[[ Records shown, beginning ]]

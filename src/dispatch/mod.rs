//! Responder dispatch: selection, approach simulation and incident status.

pub mod clock;
pub mod coordinator;
pub mod incident;
pub mod responder;

pub use clock::{Clock, ManualClock, SystemClock, Ticker};
pub use coordinator::{Arrival, Dispatch, DispatchBoard, DispatchOutcome};
pub use incident::{Incident, IncidentStatus, StatusChange};
pub use responder::{select_responder, Location, Responder, Skill};
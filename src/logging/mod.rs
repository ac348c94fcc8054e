//! Structured logging with session context.
//!
//! Provides the log context and event macro that include the (masked)
//! session id and incident id in every log message for easy correlation.

pub mod structured;

pub use structured::*;
//! Crate error types.

use thiserror::Error;

use crate::dispatch::incident::IncidentStatus;

/// Errors returned by operator-facing operations.
///
/// Inbound message processing never surfaces these to the reporting party.
#[derive(Debug, Error, PartialEq)]
pub enum TriageError {
    #[error("unknown incident: {0}")]
    UnknownIncident(String),

    #[error("unknown responder: {0}")]
    UnknownResponder(String),

    #[error("responder already registered: {0}")]
    DuplicateResponder(String),

    #[error("illegal incident transition {from} -> {to} for {incident_id}")]
    IllegalTransition {
        incident_id: String,
        from: IncidentStatus,
        to: IncidentStatus,
    },

    #[error("incident {incident_id} is assigned to {assigned}, not {requested}")]
    ResponderMismatch {
        incident_id: String,
        assigned: String,
        requested: String,
    },

    #[error("responder {0} is unavailable, off duty or at capacity")]
    ResponderUnavailable(String),

    #[error("invalid configuration: {0}")]
    InvalidConfig(String),
}

pub type TriageResult<T> = Result<T, TriageError>;
//! Triage service.
//!
//! Coordinates the full message workflow:
//! 1. Body sanitisation (empty messages are ignored)
//! 2. Per-session lock and replay check
//! 3. Classification with optional AI augmentation
//! 4. Conversation transition
//! 5. Incident opening and responder dispatch
//! 6. Fake-call side effect
//! 7. Reply composition, replay cache, persistence
//!
//! Lock order is session, then board. The replay cache and event buffer
//! are leaf locks held only for a single call.

use std::sync::Arc;

use chrono::{DateTime, Duration, Utc};
use parking_lot::Mutex;
use serde::Serialize;

use crate::classification::{classify_with_augmenter, Augmenter, Classification};
use crate::config::{ReplyMode, TriageConfig};
use crate::conversation::{
    fake_call_script, next_state, ConversationSession, FlowAction, FlowState, Sender,
    SessionRegistry, Transition,
};
use crate::dispatch::{
    Arrival, Clock, DispatchBoard, DispatchOutcome, Incident, IncidentStatus, Responder,
    StatusChange, SystemClock, Ticker,
};
use crate::error::TriageResult;
use crate::logging::structured::LogContext;
use crate::security::{sanitize_body, scrub_for_log};
use crate::storage::{
    compute_stats, DispatchRecord, IncidentFilter, IncidentRecord, IncidentStats, IncidentStore,
};

use super::context::InboundMessage;
use super::dedup::ReplayCache;
use super::events::TriageEvent;
use super::reply::{self, DispatchNotice};
use super::voice::{request_call, VoiceGateway};

/// Reply and decisions for one handled message.
#[derive(Debug, Clone, PartialEq, Serialize)]
pub struct TriageReply {
    pub text: String,
    pub state: FlowState,
    pub transition: Transition,
    pub classification: Classification,
    pub incident_id: Option<String>,
    pub dispatch: DispatchNotice,
}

[[ Records shown, end ]]

Your response must repeat all of the material above exactly.

filename src/dispatch/mod.rs
//! Responder dispatch: selection, approach simulation and incident status.

pub mod clock;
pub mod coordinator;
pub mod incident;
pub mod responder;

pub use clock::{Clock, ManualClock, SystemClock, Ticker};
pub use coordinator::{Arrival, Dispatch, DispatchBoard, DispatchOutcome};
pub use incident::{Incident, IncidentStatus, StatusChange};
pub use responder::{select_responder, Location, Responder, Skill};
filename src/logging/mod.rs
repository ac348c94fcc8054e
//! Structured logging with session context.
//!
//! Provides the log context and event macro that include the (masked)
//! session id and incident id in every log message for easy correlation.

pub mod structured;

pub use structured::*;
//! Crate error types.

use thiserror::Error;

use crate::dispatch::incident::IncidentStatus;

/// Errors returned by operator-facing operations.
///
/// Inbound message processing never surfaces these to the reporting party.
#[derive(Debug, Error, PartialEq)]
pub enum TriageError {
    #[error("unknown incident: {0}")]
    UnknownIncident(String),

    #[error("unknown responder: {0}")]
    UnknownResponder(String),

    #[error("responder already registered: {0}")]
    DuplicateResponder(String),

    #[error("illegal incident transition {from} -> {to} for {incident_id}")]
    IllegalTransition {
        incident_id: String,
        from: IncidentStatus,
        to: IncidentStatus,
    },

    #[error("incident {incident_id} is assigned to {assigned}, not {requested}")]
    ResponderMismatch {
        incident_id: String,
        assigned: String,
        requested: String,
    },

    #[error("responder {0} is unavailable, off duty or at capacity")]
    ResponderUnavailable(String),

    #[error("invalid configuration: {0}")]
    InvalidConfig(String),
}

pub type TriageResult<T> = Result<T, TriageError>;
//! Triage service.
//!
//! Coordinates the full message workflow:
//! 1. Body sanitisation (empty messages are ignored)
//! 2. Per-session lock and replay check
//! 3. Classification with optional AI augmentation
//! 4. Conversation transition
//! 5. Incident opening and responder dispatch
//! 6. Fake-call side effect
//! 7. Reply composition, replay cache, persistence
//!
//! Lock order is session, then board. The replay cache and event buffer
//! are leaf locks held only for a single call.

use std::sync::Arc;

use chrono::{DateTime, Duration, Utc};
use parking_lot::Mutex;
use serde::Serialize;

use crate::classification::{classify_with_augmenter, Augmenter, Classification};
use crate::config::{ReplyMode, TriageConfig};
use crate::conversation::{
    fake_call_script, next_state, ConversationSession, FlowAction, FlowState, Sender,
    SessionRegistry, Transition,
};
use crate::dispatch::{
    Arrival, Clock, DispatchBoard, DispatchOutcome, Incident, IncidentStatus, Responder,
    StatusChange, SystemClock, Ticker,
};
use crate::error::TriageResult;
use crate::logging::structured::LogContext;
use crate::security::{sanitize_body, scrub_for_log};
use crate::storage::{
    compute_stats, DispatchRecord, IncidentFilter, IncidentRecord, IncidentStats, IncidentStore,
};

use super::context::InboundMessage;
use super::dedup::ReplayCache;
use super::events::TriageEvent;
use super::reply::{self, DispatchNotice};
use super::voice::{request_call, VoiceGateway};

/// Reply and decisions for one handled message.
#[derive(Debug, Clone, PartialEq, Serialize)]
pub struct TriageReply {
    pub text: String,
    pub state: FlowState,
    pub transition: Transition,
    pub classification: Classification,
    pub incident_id: Option<String>,
    pub dispatch: DispatchNotice,
}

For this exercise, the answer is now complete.